WHAT YOU SHOULD DO —
Return every record in full. Match each one exactly.

Source data —
// src/error.rs
use std::path::PathBuf;
use thiserror::Error;

#[derive(Debug, Error)]
pub enum SkillGraphError {
    #[error("cannot read skills directory {path}: {source}")]
    Discovery {
        source: std::io::Error,
        path: PathBuf,
    },

    #[error("search failed under {path}: {source}")]
    Search {
        source: std::io::Error,
        path: PathBuf,
    },

    #[error("invalid configuration in {path}: {message}")]
    Config { path: PathBuf, message: String },

    #[error("cannot write {path}: {source}")]
    Output {
        source: std::io::Error,
        path: PathBuf,
    },

    #[error("Regex error: {0}")]
    Regex(#[from] regex::Error),
}

pub type Result<T> = std::result::Result<T, SkillGraphError>;

impl SkillGraphError {
    /// Wraps a walk failure under `root` as a search error.
    #[must_use]
    pub fn from_walk(root: &std::path::Path, e: walkdir::Error) -> Self {
        let path = e.path().map_or_else(|| root.to_path_buf(), std::path::Path::to_path_buf);
        let source = e
            .into_io_error()
            .unwrap_or_else(|| std::io::Error::other("filesystem loop detected"));
        Self::Search { source, path }
    }
}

REPLY TO THE EXERCISE —
// src/error.rs
use std::path::PathBuf;
use thiserror::Error;

#[derive(Debug, Error)]
pub enum SkillGraphError {
    #[error("cannot read skills directory {path}: {source}")]
    Discovery {
        source: std::io::Error,
        path: PathBuf,
    },

    #[error("search failed under {path}: {source}")]
    Search {
        source: std::io::Error,
        path: PathBuf,
    },

    #[error("invalid configuration in {path}: {message}")]
    Config { path: PathBuf, message: String },

    #[error("cannot write {path}: {source}")]
    Output {
        source: std::io::Error,
        path: PathBuf,
    },

    #[error("Regex error: {0}")]
    Regex(#[from] regex::Error),
}

pub type Result<T> = std::result::Result<T, SkillGraphError>;

impl SkillGraphError {
    /// Wraps a walk failure under `root` as a search error.
    #[must_use]
    pub fn from_walk(root: &std::path::Path, e: walkdir::Error) -> Self {
        let path = e.path().map_or_else(|| root.to_path_buf(), std::path::Path::to_path_buf);
        let source = e
            .into_io_error()
            .unwrap_or_else(|| std::io::Error::other("filesystem loop detected"));
        Self::Search { source, path }
    }
}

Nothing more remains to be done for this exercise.